The application for a stay was rejected by the Supreme Court at first instance but upheld on appeal in Clairs Keeley No 1.27 Pullin J (expressing the view of the majority) found as follows:
“the mere fact that proceedings are financed by third parties with no interest in the outcome, other than repayment and profit from the litigation, is not itself sufficient to invoke the jurisdiction of the Courts. The Court must be careful not to use its power to stay proceedings which will deny access to justice to a party who has sought to fund bona fide proceedings in a way which may be contrary to public policy, unless that which has been done amounts to an abuse of the Court’s own process… The question to be answered is whether the Court’s process is affected or threatened by the present arrangement, which provides for the maintenance of the respondents’ litigation and for the division of spoils.”28
Following some changes to the arrangements between the plaintiffs, their lawyers, and the litigation funder, the plaintiffs applied to the Court to lift the stay. In Clairs Keeley No 2,29 the Court declined to do so but emphasised that it would have lifted the stay had it been satisfied that the solicitor for the funded parties was sufficiently independent and alive to the potential conflict of interest between its clients and the funder and that the plaintiffs had made a fully informed decision to proceed with the funder and the law firm.30
Following a further round of changes, the plaintiffs, the funder and the law firm were able to satisfy the Court of Appeal in Clairs Keeley No. 331 that the proceedings no longer constituted an abuse of process and the stay should therefore be lifted.
By abolishing the torts of maintenance and champerty, section 36 of the Act removes the confusion that previously surrounded a plaintiff’s entitlement to avail themselves of funding to enable them to bring their action, and obviates the possibility of expensive and protracted stay applications of the kind seen in Clairs Nos. 1, 2 and 3.
The new class action regime applies to all class actions commenced on or after 14 September 2022, including those involving a cause of action arising prior to the commencement date.32
However, in respect of the torts of maintenance and champerty, section 36(2) provides that the Act does not affect any cause of action in tort for maintenance or champerty which accrued before the day on which the Act came into force.

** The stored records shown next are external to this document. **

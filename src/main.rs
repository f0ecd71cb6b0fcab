use std::sync::Arc;

use anyhow::Result;
use async_trait::async_trait;
use tokio::io::AsyncReadExt;

use crossbar::config::Config;
use crossbar::protocol::ReplyBuf;
use crossbar::server::{MapService, Method, RequestBody, Server, StreamingContext};

const ECHO_METHOD_ID: u32 = 1;

/// Echoes the request body back to the caller.
struct Echo;

#[async_trait]
impl Method for Echo {
    async fn handle(
        &self,
        mut body: RequestBody,
        ctx: &mut StreamingContext,
    ) -> Result<ReplyBuf> {
        let size = ctx.header().size;
        let _units = ctx.reserve_memory(size).await;
        let mut payload = vec![0u8; size as usize];
        body.read_exact(&mut payload).await?;
        drop(body);
        ctx.signal_body_parse();
        Ok(ReplyBuf::from_payload(payload))
    }
}

#[tokio::main]
async fn main() -> Result<()> {
    tracing_subscriber::fmt()
        .with_target(false)
        .with_level(true)
        .with_env_filter(
            tracing_subscriber::EnvFilter::try_from_default_env()
                .unwrap_or_else(|_| "info".into()),
        )
        .init();

    let cfg = Config::load();
    let mut server = Server::new(cfg.to_server_config()?);
    server.register(Box::new(
        MapService::new().with_method(ECHO_METHOD_ID, Arc::new(Echo)),
    ));

    let server = Arc::new(server);
    server.start().await?;

    tokio::signal::ctrl_c().await?;
    tracing::info!("Shutdown signal received");
    server.stop().await;

    Ok(())
}
//! Per-request streaming context and the body reader handed to handlers.

use std::io;
use std::pin::Pin;
use std::sync::Arc;
use std::task::{Context, Poll, ready};

use tokio::io::{AsyncRead, ReadBuf};
use tokio::sync::{OwnedMutexGuard, oneshot};

use crate::protocol::Header;
use crate::server::connection::GuardedRead;
use crate::server::memory::{MemoryPool, MemoryUnits};
use crate::server::probe::Probe;

/// Per-request handle given to a method handler.
///
/// The context owns the parsed header, reserves memory units against the
/// shard's admission controller, and carries the one-shot signal the
/// dispatch loop awaits before parsing the next header. Dropping the
/// context without signalling also releases the loop, so a handler that
/// bails out early cannot wedge its connection.
pub struct StreamingContext {
    header: Header,
    memory: Arc<MemoryPool>,
    probe: Arc<Probe>,
    parsed: Option<oneshot::Sender<()>>,
}

impl StreamingContext {
    pub(crate) fn new(
        header: Header,
        memory: Arc<MemoryPool>,
        probe: Arc<Probe>,
    ) -> (Self, oneshot::Receiver<()>) {
        let (tx, rx) = oneshot::channel();
        (
            Self {
                header,
                memory,
                probe,
                parsed: Some(tx),
            },
            rx,
        )
    }

    pub fn header(&self) -> &Header {
        &self.header
    }

    /// Reserves `bytes` against the shard's memory budget, suspending
    /// until units are available. The returned claim releases on drop.
    pub async fn reserve_memory(&self, bytes: u32) -> MemoryUnits {
        match self.memory.try_acquire(bytes) {
            Some(units) => units,
            None => {
                self.probe.waiting_for_available_memory();
                self.memory.acquire(bytes).await
            }
        }
    }

    /// Signals that the request body has been fully consumed, letting the
    /// dispatch loop parse the next header. Must be called exactly once,
    /// after the handler has read its `header().size` bytes and before it
    /// starts producing the reply. Extra calls are no-ops.
    pub fn signal_body_parse(&mut self) {
        if let Some(tx) = self.parsed.take() {
            let _ = tx.send(());
        }
    }
}

/// The handler's view of the connection input.
///
/// Owns the input lock for the body-read phase and caps reads at the
/// body length from the request header, so a handler can never consume
/// bytes belonging to the next frame. Reads past the body resolve to EOF.
/// Dropping the body returns the input to the dispatch loop.
pub struct RequestBody {
    input: OwnedMutexGuard<GuardedRead>,
    remaining: u64,
    scratch: Vec<u8>,
}

/// Upper bound on how much body is pulled off the connection per read.
const BODY_CHUNK_SIZE: usize = 8192;

impl RequestBody {
    pub(crate) fn new(input: OwnedMutexGuard<GuardedRead>, size: u64) -> Self {
        Self {
            input,
            remaining: size,
            scratch: Vec::new(),
        }
    }

    /// Body bytes not yet consumed.
    pub fn remaining(&self) -> u64 {
        self.remaining
    }
}

impl AsyncRead for RequestBody {
    fn poll_read(
        self: Pin<&mut Self>,
        cx: &mut Context<'_>,
        buf: &mut ReadBuf<'_>,
    ) -> Poll<io::Result<()>> {
        let me = self.get_mut();
        if me.remaining == 0 {
            return Poll::Ready(Ok(()));
        }
        let want = buf
            .remaining()
            .min(usize::try_from(me.remaining).unwrap_or(usize::MAX))
            .min(BODY_CHUNK_SIZE);
        if me.scratch.len() < want {
            me.scratch.resize(want, 0);
        }
        let mut chunk = ReadBuf::new(&mut me.scratch[..want]);
        ready!(Pin::new(&mut *me.input).poll_read(cx, &mut chunk))?;
        let n = chunk.filled().len();
        buf.put_slice(chunk.filled());
        me.remaining -= n as u64;
        Poll::Ready(Ok(()))
    }
}
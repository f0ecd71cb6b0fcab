//! Admission control for in-flight request memory.

use std::sync::Arc;
use std::sync::atomic::{AtomicUsize, Ordering};

use tokio::sync::{OwnedSemaphorePermit, Semaphore};

/// Counting semaphore of bytes bounding in-flight request memory for one
/// shard.
///
/// Waiters are served FIFO. There is no deadlock avoidance: a handler must
/// reserve in one shot for any request sized near the total budget,
/// otherwise an unsatisfiable reservation can wait forever behind
/// already-admitted requests.
pub struct MemoryPool {
    sem: Arc<Semaphore>,
    capacity: usize,
    waiters: AtomicUsize,
}

impl MemoryPool {
    pub fn new(capacity: usize) -> Self {
        let capacity = capacity.min(Semaphore::MAX_PERMITS);
        Self {
            sem: Arc::new(Semaphore::new(capacity)),
            capacity,
            waiters: AtomicUsize::new(0),
        }
    }

    /// Configured byte budget.
    pub fn capacity(&self) -> usize {
        self.capacity
    }

    /// Bytes currently available for reservation.
    pub fn available(&self) -> usize {
        self.sem.available_permits()
    }

    /// Bytes currently reserved by in-flight requests.
    pub fn consumed(&self) -> usize {
        self.capacity - self.available()
    }

    /// Number of reservations currently suspended waiting for units.
    pub fn waiters(&self) -> usize {
        self.waiters.load(Ordering::Relaxed)
    }

    /// Reserves `bytes` units without waiting, or returns `None` when not
    /// enough are available at the instant of the attempt.
    pub fn try_acquire(&self, bytes: u32) -> Option<MemoryUnits> {
        Arc::clone(&self.sem)
            .try_acquire_many_owned(bytes)
            .ok()
            .map(|permit| MemoryUnits {
                bytes,
                _permit: permit,
            })
    }

    /// Reserves `bytes` units, suspending until they become available.
    pub async fn acquire(&self, bytes: u32) -> MemoryUnits {
        if let Some(units) = self.try_acquire(bytes) {
            return units;
        }
        self.waiters.fetch_add(1, Ordering::Relaxed);
        let _waiting = Waiting(&self.waiters);
        let permit = Arc::clone(&self.sem)
            .acquire_many_owned(bytes)
            .await
            .expect("memory pool semaphore never closes");
        MemoryUnits {
            bytes,
            _permit: permit,
        }
    }
}

/// Scoped claim on reserved bytes.
///
/// Dropping the claim returns its units to the pool on every exit path;
/// this is the single mechanism keeping the semaphore balanced.
pub struct MemoryUnits {
    bytes: u32,
    _permit: OwnedSemaphorePermit,
}

impl MemoryUnits {
    /// Number of bytes this claim holds.
    pub fn bytes(&self) -> u32 {
        self.bytes
    }
}

/// Keeps the waiter gauge balanced even if the acquiring future is
/// dropped mid wait.
struct Waiting<'a>(&'a AtomicUsize);

impl Drop for Waiting<'_> {
    fn drop(&mut self) {
        self.0.fetch_sub(1, Ordering::Relaxed);
    }
}
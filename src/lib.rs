//! Crossbar - Per-Core Asynchronous RPC Server
//!
//! A reusable transport that accepts client connections, decodes framed
//! requests, dispatches them to registered service methods under a strict
//! per-core memory budget, and writes framed replies back in arrival
//! order. Run one [`server::Server`] per core for a shared-nothing
//! deployment.

pub mod config;
pub mod protocol;
pub mod server;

That is, any actions for maintenance or champerty which crystallised prior to 14 September 2022 can be maintained.
The Act gives Western Australia a welcome uniformity with the class action regime operating at the federal level, along with those operating at the state level in New South Wales, Victoria and Queensland. The Act also brings Western Australia into line with all of those states (bar Queensland) in abolishing the historical torts of maintenance and champerty.
If the Western Australian landscape follows the suit of those other jurisdictions, it is likely to see a modest increase in class actions and the use of litigation funding services, both of which will appropriately aid in the broader objective of enhancing access to justice.
[1] Law Reform Commission of Western Australia, Representative Proceedings – Final Report, Project No 103 (2015) (‘Representative Proceedings’).
[2] Ibid.
[3] Ibid.
[4] High Court Rules 2004 (Cth) rule 21.09 and Federal Court Rules 2011 (Cth) rule 9.21.
[5] Fostif Pty Ltd v Campbell’s Cash & Carry Pty Ltd (2005) 63 NSWLR 203.
[6] (2000) 1 VR 545, 549, 561.
[7] See ‘Representative Proceedings’ (n 1) at [4.21] to [4.24].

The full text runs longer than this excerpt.